*Task item:* Nothing but the lines from the one containing "let fields = Fields::of(opcode);" through the one containing "let mut out = String::new();", both included, should be given again, each exactly as written below.

*Stored data entries:*
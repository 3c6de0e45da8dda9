//! CHIP-8 disassembler.
//!
//! Reconstructs assembly source from a ROM image by walking the control
//! flow instead of sweeping linearly: starting at the program origin, the
//! walk follows jumps, recurses into call targets and both arms of the
//! skip-then-jump idiom, and stops at returns or already-visited addresses
//! (which also guarantees termination on self-loops).
//!
//! Jump targets are named `J0, J1, …` and call targets `call_0, call_1, …`
//! in first-seen order. Bytes the walk never reaches are preserved as
//! `db` literal runs under `dataN` labels, so an incomplete reachability
//! analysis still re-exports every byte. Each instruction line carries a
//! `;address opcode` comment for traceability.
//!
//! `disassemble` is total: invalid words are skipped exactly as the
//! interpreter skips them, and out-of-range control flow ends the branch.

use crate::opcodes::{self, Fields, Op};
use crate::PROGRAM_START;

/// One reconstructed instruction.
struct Line {
    addr: u16,
    opcode: u16,
    text: String,
}

#[derive(Default)]
struct Walk {
    lines: Vec<Line>,
    calls: Vec<u16>,
    jumps: Vec<u16>,
}

/// Render a single instruction word with literal operands, e.g.
/// `"DRW V0, V1, #5"`. Unknown words render as a `db` pair.
pub fn render_word(word: u16) -> String {
    match opcodes::lookup(word) {
        Some(info) => substitute(info.template, word, None),
        None => format!("db #{:02x}, #{:02x}", word >> 8, word & 0xFF),
    }
}

/// Fill a mnemonic template's placeholders from an instruction word.
/// `addr_text` overrides the `addr` placeholder (synthesized label names).
fn substitute(template: &str, word: u16, addr_text: Option<&str>) -> String {
    let Fields { nnn, x, y, kk, n } = Fields::of(word);
    let addr = match addr_text {
        Some(label) => label.to_string(),
        None => format!("#{nnn:x}"),
    };
    template
        .replace("byte", &format!("#{kk:x}"))
        .replace("addr", &addr)
        .replace("nibble", &format!("#{n:x}"))
        .replace('x', &format!("{x:x}"))
        .replace('y', &format!("{y:x}"))
}

/// Decompile a ROM image into re-assemblable source text.
pub fn disassemble(rom: &[u8]) -> String {
    let mut walk = Walk::default();
    walk_from(rom, PROGRAM_START, &mut walk);
    render(rom, walk)
}

/// Conditional-skip mnemonics; a jump right after one is the
/// "skip-then-branch" idiom rather than a straight-line redirect.
fn is_conditional(text: &str) -> bool {
    ["SE", "SNE", "SKP", "SKNP"].iter().any(|m| text.starts_with(m))
}

fn walk_from(rom: &[u8], start: u16, walk: &mut Walk) {
    let mut pc = start;

    loop {
        let Some(offset) = (pc as usize).checked_sub(PROGRAM_START as usize) else {
            return;
        };
        if offset + 1 >= rom.len() {
            return;
        }
        if walk.lines.iter().any(|line| line.addr == pc) {
            return;
        }

        let opcode = (rom[offset] as u16) << 8 | rom[offset + 1] as u16;
        let Some(info) = opcodes::lookup(opcode) else {
            // The interpreter skips invalid words, so do we; they surface
            // later as data bytes.
            pc = pc.wrapping_add(2);
            continue;
        };
        let fields = Fields::of(opcode);
        let addr = pc;

        let mut branch_target = None;
        let mut text = match info.op {
            Op::Jp => {
                let conditional = walk.lines.last().map_or(false, |l| is_conditional(&l.text));
                if !walk.jumps.contains(&fields.nnn) {
                    walk.jumps.push(fields.nnn);
                }
                let index = walk.jumps.iter().position(|&a| a == fields.nnn).unwrap_or(0);
                let label = format!("J{index}");
                let rendered = substitute(info.template, opcode, Some(&label));
                if conditional {
                    // Alternate arm: disassemble both continuations.
                    branch_target = Some(fields.nnn);
                    format!("\t{rendered}")
                } else {
                    // Straight-line redirect of the cursor.
                    pc = fields.nnn.wrapping_sub(2);
                    rendered
                }
            }
            Op::Call => {
                if !walk.calls.contains(&fields.nnn) {
                    walk.calls.push(fields.nnn);
                }
                let index = walk.calls.iter().position(|&a| a == fields.nnn).unwrap_or(0);
                let rendered =
                    substitute(info.template, opcode, Some(&format!("call_{index}")));
                if walk.lines.iter().all(|line| line.addr != fields.nnn) {
                    walk_from(rom, fields.nnn, walk);
                }
                rendered
            }
            _ => substitute(info.template, opcode, None),
        };

        if info.op == Op::Ret {
            text.push('\n');
        }

        walk.lines.push(Line { addr, opcode, text });

        if info.op == Op::Ret {
            return;
        }
        if let Some(target) = branch_target {
            walk_from(rom, target, walk);
        }

        pc = pc.wrapping_add(2);
    }
}

/// Sort by address, emit labels, instructions with traceability comments,
/// and `db` runs for the gaps.
fn render(rom: &[u8], mut walk: Walk) -> String {
    walk.lines.sort_by_key(|line| line.addr);

    let mut out = String::new();
    let mut data_count = 0;

    for (i, line) in walk.lines.iter().enumerate() {
        if let Some(index) = walk.calls.iter().position(|&a| a == line.addr) {
            out.push_str(&format!("\ncall_{index}:\n"));
        }
        if let Some(index) = walk.jumps.iter().position(|&a| a == line.addr) {
            out.push_str(&format!("\nJ{index}:\n"));
        }

        out.push_str(&format!("{:<25}", line.text));
        out.push_str(&format!(";{:x} {:x}\n", line.addr, line.opcode));

        // Preserve unreached bytes between this instruction and the next.
        let after = (line.addr as usize + 2).saturating_sub(PROGRAM_START as usize);
        let until = walk
            .lines
            .get(i + 1)
            .map(|next| (next.addr as usize).saturating_sub(PROGRAM_START as usize))
            .unwrap_or(rom.len());
        if after < until {
            out.push_str(&format!("data{data_count}:\ndb"));
            data_count += 1;
            let mut column = 1;
            for &byte in &rom[after..until.min(rom.len())] {
                if column % 0xF == 0 {
                    out.push_str("\ndb");
                }
                column += 1;
                out.push_str(&format!(" #{byte:02x},"));
            }
            out.push('\n');
        }
    }

    out
}

#[cfg(test)]
mod tests {
    use super::*;
    use crate::asm;

    #[test]
    fn test_render_word() {
        assert_eq!(render_word(0x00E0), "CLS");
        assert_eq!(render_word(0x6200), "LD V2, #0");
        assert_eq!(render_word(0xD125), "DRW V1, V2, #5");
        assert_eq!(render_word(0xF30A), "LD V3, K");
        assert_eq!(render_word(0x5121), "db #51, #21"); // invalid word
    }

    #[test]
    fn test_straight_line_program() {
        let text = disassemble(&[0x60, 0x05, 0x00, 0xEE]);
        assert!(text.contains("LD V0, #5"));
        assert!(text.contains("RET"));
        assert!(text.contains(";200 6005"));
    }

    #[test]
    fn test_jump_synthesizes_label() {
        // 0x200: LD V0,#1  0x202: JP 0x200 (self loop via label)
        let text = disassemble(&[0x60, 0x01, 0x12, 0x00]);
        assert!(text.contains("J0:"));
        assert!(text.contains("JP J0"));
    }

    #[test]
    fn test_call_synthesizes_routine_label() {
        // CALL 0x206; self-loop; padding; routine: RET
        let rom = [0x22, 0x06, 0x12, 0x02, 0x00, 0x00, 0x00, 0xEE];
        let text = disassemble(&rom);
        assert!(text.contains("call_0:"));
        assert!(text.contains("CALL call_0"));
        assert!(text.contains("RET"));
    }

    #[test]
    fn test_skip_then_jump_walks_both_arms() {
        // SNE V1,#0 ; JP 0x206 ; RET ; LD V0,#7 ; RET
        let rom = [0x41, 0x00, 0x12, 0x06, 0x00, 0xEE, 0x60, 0x07, 0x00, 0xEE];
        let text = disassemble(&rom);
        // the jump is rendered indented and both arms appear
        assert!(text.contains("\tJP J0"));
        assert!(text.contains("LD V0, #7"));
        assert!(text.contains(";204 ee")); // fall-through RET reached
    }

    #[test]
    fn test_unreached_bytes_become_data() {
        // JP 0x206 skips over two raw bytes
        let rom = [0x12, 0x06, 0xAB, 0xCD, 0xEF, 0x99, 0x00, 0xEE];
        let text = disassemble(&rom);
        assert!(text.contains("data0:"));
        assert!(text.contains("#ab,"));
        assert!(text.contains("#cd,"));
        // and the data re-assembles into place
        let rebuilt = asm::assemble(&text).unwrap();
        assert_eq!(rebuilt, rom);
    }

    #[test]
    fn test_self_loop_terminates() {
        let text = disassemble(&[0x12, 0x00]);
        assert!(text.contains("JP J0"));
    }

    #[test]
    fn test_empty_rom() {
        assert_eq!(disassemble(&[]), "");
    }

    #[test]
    fn test_odd_trailing_byte_preserved() {
        let rom = [0x00, 0xEE, 0x7F];
        let text = disassemble(&rom);
        assert!(text.contains("#7f,"));
    }

    #[test]
    fn test_data_run_wraps_lines() {
        let mut rom = vec![0x00, 0xEE];
        rom.extend(std::iter::repeat(0x11).take(40));
        let text = disassemble(&rom);
        let db_lines = text.lines().filter(|l| l.starts_with("db")).count();
        assert!(db_lines >= 3, "long data runs should wrap: {text}");
    }
}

*Task response:*
        let fields = Fields::of(opcode);
        let addr = pc;

        let mut branch_target = None;
        let mut text = match info.op {
            Op::Jp => {
                let conditional = walk.lines.last().map_or(false, |l| is_conditional(&l.text));
                if !walk.jumps.contains(&fields.nnn) {
                    walk.jumps.push(fields.nnn);
                }
                let index = walk.jumps.iter().position(|&a| a == fields.nnn).unwrap_or(0);
                let label = format!("J{index}");
                let rendered = substitute(info.template, opcode, Some(&label));
                if conditional {
                    // Alternate arm: disassemble both continuations.
                    branch_target = Some(fields.nnn);
                    format!("\t{rendered}")
                } else {
                    // Straight-line redirect of the cursor.
                    pc = fields.nnn.wrapping_sub(2);
                    rendered
                }
            }
            Op::Call => {
                if !walk.calls.contains(&fields.nnn) {
                    walk.calls.push(fields.nnn);
                }
                let index = walk.calls.iter().position(|&a| a == fields.nnn).unwrap_or(0);
                let rendered =
                    substitute(info.template, opcode, Some(&format!("call_{index}")));
                if walk.lines.iter().all(|line| line.addr != fields.nnn) {
                    walk_from(rom, fields.nnn, walk);
                }
                rendered
            }
            _ => substitute(info.template, opcode, None),
        };

        if info.op == Op::Ret {
            text.push('\n');
        }

        walk.lines.push(Line { addr, opcode, text });

        if info.op == Op::Ret {
            return;
        }
        if let Some(target) = branch_target {
            walk_from(rom, target, walk);
        }

        pc = pc.wrapping_add(2);
    }
}

/// Sort by address, emit labels, instructions with traceability comments,
/// and `db` runs for the gaps.
fn render(rom: &[u8], mut walk: Walk) -> String {
    walk.lines.sort_by_key(|line| line.addr);

    let mut out = String::new();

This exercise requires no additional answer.